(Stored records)
§

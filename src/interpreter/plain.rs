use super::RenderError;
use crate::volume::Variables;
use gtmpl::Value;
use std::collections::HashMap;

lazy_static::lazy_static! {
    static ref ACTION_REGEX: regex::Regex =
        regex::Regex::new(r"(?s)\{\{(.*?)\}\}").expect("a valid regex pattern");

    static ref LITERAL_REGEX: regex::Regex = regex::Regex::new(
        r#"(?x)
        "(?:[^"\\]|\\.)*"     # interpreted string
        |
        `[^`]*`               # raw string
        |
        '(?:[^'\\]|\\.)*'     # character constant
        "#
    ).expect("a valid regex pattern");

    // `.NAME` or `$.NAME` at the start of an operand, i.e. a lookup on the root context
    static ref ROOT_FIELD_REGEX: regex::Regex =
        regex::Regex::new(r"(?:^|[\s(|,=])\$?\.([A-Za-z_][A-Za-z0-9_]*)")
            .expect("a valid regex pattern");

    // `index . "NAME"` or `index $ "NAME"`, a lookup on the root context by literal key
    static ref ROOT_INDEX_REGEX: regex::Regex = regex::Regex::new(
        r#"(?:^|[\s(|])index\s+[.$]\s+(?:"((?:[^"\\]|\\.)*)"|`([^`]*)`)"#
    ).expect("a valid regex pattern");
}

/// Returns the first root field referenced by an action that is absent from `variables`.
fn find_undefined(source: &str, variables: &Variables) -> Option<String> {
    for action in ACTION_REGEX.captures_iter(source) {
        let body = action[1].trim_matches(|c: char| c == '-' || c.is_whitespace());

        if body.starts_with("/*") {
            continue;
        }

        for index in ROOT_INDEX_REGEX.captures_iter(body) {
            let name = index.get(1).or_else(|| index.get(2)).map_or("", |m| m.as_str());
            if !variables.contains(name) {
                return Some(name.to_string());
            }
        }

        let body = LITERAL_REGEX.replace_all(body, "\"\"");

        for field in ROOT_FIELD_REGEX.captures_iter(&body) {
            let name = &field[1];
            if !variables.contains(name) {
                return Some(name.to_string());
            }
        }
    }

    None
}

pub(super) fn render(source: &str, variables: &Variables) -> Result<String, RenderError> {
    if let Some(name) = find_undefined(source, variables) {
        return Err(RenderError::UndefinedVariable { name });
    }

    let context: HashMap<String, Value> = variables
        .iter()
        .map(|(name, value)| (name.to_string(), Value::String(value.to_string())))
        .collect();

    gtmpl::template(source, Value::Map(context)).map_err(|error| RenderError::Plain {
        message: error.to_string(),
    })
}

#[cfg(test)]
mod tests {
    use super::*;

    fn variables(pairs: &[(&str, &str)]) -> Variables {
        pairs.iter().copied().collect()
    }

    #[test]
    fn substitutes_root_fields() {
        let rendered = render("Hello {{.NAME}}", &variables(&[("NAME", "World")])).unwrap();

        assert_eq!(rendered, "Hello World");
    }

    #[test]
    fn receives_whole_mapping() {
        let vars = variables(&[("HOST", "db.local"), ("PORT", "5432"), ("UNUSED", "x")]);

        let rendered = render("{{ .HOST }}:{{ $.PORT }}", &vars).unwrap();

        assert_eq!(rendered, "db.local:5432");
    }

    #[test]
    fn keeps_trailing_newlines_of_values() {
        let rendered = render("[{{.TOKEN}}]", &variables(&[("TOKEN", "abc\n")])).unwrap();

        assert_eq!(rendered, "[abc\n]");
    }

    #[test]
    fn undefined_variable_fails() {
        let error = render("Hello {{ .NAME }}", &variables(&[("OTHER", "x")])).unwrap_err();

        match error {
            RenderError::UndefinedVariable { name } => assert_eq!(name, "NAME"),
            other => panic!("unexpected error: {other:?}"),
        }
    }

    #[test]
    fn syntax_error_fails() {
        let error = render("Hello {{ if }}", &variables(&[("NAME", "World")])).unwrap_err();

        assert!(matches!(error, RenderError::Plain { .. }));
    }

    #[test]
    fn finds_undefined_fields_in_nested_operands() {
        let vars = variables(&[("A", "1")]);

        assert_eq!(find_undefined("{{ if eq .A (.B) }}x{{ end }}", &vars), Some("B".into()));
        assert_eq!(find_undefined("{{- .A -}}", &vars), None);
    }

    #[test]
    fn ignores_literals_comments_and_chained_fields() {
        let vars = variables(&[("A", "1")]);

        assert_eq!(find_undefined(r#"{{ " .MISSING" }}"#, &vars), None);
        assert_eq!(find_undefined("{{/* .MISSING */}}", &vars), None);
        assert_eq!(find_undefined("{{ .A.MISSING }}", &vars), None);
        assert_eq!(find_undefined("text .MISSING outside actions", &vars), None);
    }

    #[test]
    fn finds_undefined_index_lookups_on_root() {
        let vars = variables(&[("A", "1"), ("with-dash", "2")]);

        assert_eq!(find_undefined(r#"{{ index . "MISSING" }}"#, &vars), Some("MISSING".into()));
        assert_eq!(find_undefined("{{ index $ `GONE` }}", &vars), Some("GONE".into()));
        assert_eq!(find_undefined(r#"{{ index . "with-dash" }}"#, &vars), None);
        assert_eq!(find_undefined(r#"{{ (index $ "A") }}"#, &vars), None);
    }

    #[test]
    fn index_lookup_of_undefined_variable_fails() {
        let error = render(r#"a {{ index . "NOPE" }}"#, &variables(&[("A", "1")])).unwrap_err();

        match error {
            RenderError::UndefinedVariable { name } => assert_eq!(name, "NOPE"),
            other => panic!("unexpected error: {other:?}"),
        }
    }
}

§

= EXERCISE AIM =
Please return every line of the records above that contains the word "RenderError".

= TASK RESULT =
use super::RenderError;
pub(super) fn render(source: &str, variables: &Variables) -> Result<String, RenderError> {
        return Err(RenderError::UndefinedVariable { name });
    gtmpl::template(source, Value::Map(context)).map_err(|error| RenderError::Plain {
            RenderError::UndefinedVariable { name } => assert_eq!(name, "NAME"),
        assert!(matches!(error, RenderError::Plain { .. }));
            RenderError::UndefinedVariable { name } => assert_eq!(name, "NOPE"),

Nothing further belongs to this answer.